[Data Boundary: Start]

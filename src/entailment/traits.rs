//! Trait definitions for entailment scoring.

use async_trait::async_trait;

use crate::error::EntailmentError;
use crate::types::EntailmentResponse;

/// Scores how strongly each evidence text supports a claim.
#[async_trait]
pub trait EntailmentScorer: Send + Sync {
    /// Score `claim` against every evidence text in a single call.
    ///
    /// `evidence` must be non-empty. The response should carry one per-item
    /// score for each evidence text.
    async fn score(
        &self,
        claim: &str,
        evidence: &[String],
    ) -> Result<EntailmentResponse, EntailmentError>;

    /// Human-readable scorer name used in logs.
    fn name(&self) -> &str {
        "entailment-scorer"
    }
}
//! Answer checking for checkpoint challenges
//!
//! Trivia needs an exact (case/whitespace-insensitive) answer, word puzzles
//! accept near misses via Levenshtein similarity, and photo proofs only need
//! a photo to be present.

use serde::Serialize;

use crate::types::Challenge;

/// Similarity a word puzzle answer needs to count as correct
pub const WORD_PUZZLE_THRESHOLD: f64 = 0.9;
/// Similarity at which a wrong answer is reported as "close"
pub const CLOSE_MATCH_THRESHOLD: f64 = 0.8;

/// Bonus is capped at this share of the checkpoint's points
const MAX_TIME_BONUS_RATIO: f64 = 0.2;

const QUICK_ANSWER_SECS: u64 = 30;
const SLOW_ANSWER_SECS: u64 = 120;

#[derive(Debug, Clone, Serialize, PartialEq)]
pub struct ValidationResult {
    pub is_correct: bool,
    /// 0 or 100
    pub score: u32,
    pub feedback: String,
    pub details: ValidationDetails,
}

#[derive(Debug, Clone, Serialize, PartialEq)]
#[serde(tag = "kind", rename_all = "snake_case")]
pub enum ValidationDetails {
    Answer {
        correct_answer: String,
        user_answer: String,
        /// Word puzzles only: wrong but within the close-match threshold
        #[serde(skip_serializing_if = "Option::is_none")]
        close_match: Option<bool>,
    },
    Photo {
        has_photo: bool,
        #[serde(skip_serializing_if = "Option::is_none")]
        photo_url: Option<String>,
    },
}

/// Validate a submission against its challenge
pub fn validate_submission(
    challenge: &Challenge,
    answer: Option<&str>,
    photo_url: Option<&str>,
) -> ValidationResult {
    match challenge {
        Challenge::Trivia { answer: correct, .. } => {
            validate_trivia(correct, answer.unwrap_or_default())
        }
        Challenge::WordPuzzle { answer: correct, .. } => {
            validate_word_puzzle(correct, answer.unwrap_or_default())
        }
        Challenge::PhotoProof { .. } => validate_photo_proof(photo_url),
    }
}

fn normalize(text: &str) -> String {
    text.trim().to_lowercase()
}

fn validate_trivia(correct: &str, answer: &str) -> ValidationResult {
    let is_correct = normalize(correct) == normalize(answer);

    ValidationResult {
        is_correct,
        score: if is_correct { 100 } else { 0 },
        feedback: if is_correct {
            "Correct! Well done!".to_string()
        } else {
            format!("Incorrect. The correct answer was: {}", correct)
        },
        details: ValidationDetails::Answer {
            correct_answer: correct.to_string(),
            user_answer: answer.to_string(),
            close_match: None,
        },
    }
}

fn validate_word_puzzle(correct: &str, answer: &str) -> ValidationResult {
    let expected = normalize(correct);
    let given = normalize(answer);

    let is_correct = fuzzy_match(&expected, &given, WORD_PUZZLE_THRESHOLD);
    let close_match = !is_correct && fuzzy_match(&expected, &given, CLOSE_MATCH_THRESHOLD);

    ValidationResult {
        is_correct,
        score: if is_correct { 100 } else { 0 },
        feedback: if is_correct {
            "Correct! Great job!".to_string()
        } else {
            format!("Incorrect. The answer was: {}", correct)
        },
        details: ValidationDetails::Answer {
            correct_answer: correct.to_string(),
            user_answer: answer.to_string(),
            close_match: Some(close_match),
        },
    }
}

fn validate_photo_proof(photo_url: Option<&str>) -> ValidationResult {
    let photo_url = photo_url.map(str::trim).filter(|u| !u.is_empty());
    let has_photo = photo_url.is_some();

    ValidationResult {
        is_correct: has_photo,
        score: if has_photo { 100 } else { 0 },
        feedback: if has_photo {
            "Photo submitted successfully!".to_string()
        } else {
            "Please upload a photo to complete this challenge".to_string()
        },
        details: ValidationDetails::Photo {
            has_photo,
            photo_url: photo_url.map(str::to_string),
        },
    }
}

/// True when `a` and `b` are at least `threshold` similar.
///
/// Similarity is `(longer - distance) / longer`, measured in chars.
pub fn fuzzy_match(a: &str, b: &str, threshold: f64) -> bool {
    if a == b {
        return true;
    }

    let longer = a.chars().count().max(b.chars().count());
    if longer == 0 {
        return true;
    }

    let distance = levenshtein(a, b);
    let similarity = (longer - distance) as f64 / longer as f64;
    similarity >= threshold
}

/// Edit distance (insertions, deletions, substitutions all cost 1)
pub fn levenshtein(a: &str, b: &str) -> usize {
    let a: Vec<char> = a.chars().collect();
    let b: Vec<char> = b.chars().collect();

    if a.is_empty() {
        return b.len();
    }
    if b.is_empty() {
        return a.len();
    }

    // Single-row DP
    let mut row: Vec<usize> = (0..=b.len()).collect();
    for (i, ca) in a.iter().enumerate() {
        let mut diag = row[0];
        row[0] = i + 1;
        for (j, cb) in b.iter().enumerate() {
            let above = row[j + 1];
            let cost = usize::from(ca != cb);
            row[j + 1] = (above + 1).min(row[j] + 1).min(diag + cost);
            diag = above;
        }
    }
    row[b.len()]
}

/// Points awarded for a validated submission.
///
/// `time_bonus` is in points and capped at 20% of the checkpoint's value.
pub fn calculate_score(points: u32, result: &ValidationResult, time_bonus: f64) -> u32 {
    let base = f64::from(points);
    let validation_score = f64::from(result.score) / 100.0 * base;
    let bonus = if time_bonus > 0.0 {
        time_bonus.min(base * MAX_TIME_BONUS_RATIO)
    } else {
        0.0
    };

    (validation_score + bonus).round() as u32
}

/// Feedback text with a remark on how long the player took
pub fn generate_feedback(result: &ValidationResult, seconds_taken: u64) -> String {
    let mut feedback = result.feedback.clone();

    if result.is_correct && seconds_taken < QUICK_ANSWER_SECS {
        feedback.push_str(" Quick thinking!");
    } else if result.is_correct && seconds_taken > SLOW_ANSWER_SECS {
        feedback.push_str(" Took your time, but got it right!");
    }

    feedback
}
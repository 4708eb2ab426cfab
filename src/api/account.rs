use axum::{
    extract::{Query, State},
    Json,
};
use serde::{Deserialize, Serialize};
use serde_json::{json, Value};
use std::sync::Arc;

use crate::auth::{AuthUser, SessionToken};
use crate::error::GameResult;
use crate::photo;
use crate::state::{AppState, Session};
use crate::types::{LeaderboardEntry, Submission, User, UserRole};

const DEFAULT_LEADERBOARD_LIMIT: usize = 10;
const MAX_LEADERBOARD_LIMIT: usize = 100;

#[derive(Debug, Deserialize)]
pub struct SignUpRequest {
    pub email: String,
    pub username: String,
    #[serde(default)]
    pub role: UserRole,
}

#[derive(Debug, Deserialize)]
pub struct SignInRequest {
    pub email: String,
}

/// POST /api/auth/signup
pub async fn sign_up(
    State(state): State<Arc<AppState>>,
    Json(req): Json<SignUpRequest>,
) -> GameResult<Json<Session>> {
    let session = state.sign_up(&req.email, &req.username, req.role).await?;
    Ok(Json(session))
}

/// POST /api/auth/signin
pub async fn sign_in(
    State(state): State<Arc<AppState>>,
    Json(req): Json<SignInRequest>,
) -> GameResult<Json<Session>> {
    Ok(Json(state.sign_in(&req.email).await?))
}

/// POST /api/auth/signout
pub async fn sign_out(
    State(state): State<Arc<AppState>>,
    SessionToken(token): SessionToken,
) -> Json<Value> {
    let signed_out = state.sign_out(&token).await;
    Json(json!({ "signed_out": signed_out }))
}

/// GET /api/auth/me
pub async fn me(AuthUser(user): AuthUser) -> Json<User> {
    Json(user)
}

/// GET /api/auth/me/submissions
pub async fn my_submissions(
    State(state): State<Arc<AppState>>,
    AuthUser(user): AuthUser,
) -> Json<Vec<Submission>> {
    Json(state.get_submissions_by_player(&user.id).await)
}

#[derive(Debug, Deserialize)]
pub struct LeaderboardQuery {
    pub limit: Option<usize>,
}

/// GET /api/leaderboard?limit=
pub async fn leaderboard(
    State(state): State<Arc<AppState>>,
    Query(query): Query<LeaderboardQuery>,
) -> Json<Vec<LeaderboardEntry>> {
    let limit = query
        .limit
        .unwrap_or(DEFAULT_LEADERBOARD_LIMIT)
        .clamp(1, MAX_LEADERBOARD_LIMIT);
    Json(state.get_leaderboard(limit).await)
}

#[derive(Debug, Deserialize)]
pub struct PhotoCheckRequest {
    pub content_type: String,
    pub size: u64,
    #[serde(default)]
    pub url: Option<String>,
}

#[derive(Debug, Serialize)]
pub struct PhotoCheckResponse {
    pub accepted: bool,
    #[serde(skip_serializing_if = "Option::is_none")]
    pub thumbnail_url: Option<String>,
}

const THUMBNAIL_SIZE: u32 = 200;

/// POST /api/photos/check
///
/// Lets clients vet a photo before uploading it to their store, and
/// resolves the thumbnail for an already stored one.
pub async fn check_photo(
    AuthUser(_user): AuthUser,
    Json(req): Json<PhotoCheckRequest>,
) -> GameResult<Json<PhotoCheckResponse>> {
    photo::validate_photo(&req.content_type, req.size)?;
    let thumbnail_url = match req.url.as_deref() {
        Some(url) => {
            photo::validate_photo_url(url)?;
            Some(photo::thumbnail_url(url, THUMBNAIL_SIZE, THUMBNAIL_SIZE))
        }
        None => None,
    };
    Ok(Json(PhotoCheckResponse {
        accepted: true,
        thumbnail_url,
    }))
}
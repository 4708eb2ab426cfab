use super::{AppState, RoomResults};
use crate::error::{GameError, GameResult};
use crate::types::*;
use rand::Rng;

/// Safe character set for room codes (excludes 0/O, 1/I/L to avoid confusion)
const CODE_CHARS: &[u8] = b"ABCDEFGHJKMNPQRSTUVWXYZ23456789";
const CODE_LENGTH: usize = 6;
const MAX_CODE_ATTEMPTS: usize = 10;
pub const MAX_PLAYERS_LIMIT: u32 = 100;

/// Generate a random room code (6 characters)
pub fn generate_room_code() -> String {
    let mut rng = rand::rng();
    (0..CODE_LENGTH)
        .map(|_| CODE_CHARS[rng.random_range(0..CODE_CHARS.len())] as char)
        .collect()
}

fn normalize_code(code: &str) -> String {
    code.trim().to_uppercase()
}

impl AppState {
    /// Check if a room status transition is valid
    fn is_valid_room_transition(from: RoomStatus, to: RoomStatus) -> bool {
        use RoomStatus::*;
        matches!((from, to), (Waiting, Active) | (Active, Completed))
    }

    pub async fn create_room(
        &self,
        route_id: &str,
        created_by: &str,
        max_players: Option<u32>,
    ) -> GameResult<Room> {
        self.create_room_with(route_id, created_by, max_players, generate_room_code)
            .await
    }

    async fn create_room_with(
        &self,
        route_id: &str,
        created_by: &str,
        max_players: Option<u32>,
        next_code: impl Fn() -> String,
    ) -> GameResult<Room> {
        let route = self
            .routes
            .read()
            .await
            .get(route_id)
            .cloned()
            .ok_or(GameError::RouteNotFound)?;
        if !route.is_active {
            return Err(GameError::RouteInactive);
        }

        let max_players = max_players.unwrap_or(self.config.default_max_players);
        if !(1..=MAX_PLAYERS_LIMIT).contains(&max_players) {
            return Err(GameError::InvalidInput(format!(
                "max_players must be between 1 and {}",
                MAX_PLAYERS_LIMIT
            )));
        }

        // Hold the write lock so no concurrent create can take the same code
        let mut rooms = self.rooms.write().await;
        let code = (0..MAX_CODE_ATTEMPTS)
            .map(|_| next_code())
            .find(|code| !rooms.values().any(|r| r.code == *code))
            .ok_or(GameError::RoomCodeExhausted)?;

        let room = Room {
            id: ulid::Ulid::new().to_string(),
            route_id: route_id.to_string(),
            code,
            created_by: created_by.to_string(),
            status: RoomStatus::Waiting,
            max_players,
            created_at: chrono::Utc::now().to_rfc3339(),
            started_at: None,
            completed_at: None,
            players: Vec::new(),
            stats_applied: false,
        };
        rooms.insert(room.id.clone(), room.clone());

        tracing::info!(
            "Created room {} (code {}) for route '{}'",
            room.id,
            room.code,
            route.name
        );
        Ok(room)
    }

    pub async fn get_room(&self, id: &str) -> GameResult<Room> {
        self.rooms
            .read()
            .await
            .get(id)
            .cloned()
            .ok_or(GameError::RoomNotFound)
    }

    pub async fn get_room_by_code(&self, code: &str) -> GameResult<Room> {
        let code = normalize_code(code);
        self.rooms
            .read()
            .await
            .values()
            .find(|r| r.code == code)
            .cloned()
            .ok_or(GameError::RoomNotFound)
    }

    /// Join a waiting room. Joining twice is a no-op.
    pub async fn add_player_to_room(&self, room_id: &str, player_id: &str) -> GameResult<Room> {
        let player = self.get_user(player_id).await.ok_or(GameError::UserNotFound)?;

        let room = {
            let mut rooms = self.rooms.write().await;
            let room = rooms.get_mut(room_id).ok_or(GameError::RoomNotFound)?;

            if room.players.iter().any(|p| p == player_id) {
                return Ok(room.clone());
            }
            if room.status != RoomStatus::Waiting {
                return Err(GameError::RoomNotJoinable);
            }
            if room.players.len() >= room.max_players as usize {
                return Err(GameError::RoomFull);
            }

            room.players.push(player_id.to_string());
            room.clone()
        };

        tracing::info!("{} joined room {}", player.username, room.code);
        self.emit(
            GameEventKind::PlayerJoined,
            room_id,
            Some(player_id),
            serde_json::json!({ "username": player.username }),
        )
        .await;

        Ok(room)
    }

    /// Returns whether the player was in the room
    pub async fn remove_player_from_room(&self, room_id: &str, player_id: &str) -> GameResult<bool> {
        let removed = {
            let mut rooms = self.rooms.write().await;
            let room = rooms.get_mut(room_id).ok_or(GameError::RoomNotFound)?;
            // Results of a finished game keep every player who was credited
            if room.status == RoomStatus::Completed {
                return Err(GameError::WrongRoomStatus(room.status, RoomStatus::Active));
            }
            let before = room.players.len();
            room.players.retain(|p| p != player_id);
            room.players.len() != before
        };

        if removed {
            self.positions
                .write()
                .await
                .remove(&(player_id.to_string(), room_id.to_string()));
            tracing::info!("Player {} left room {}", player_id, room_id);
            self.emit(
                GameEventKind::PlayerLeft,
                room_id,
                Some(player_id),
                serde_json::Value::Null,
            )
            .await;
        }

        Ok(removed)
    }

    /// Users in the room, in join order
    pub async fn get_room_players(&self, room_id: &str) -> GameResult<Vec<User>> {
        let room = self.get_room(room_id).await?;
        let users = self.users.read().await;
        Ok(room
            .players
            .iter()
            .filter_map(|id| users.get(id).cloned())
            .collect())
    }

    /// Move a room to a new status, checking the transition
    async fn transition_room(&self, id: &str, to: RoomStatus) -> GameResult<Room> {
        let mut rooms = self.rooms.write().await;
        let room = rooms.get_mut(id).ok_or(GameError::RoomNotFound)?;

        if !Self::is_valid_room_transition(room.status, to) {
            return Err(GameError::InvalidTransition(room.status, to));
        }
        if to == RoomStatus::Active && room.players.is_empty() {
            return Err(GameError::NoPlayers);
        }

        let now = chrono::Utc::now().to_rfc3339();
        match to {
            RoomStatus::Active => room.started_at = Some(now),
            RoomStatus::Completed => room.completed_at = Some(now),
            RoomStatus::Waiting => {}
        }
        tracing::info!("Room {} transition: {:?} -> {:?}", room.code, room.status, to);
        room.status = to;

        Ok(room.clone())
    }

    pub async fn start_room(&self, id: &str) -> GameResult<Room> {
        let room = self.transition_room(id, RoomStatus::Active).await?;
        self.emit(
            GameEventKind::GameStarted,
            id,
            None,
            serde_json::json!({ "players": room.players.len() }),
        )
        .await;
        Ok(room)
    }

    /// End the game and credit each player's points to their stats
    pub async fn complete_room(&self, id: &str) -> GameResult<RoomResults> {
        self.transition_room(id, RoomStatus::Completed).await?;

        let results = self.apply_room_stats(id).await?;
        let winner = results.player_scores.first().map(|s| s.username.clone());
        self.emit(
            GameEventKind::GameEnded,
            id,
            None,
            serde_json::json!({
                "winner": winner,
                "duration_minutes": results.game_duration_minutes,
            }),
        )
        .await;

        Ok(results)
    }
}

[Data Boundary: End]

Problem - Each line of the material that contains the string "SessionToken" has to be copied out.

Solution for this exercise -
use crate::auth::{AuthUser, SessionToken};
    SessionToken(token): SessionToken,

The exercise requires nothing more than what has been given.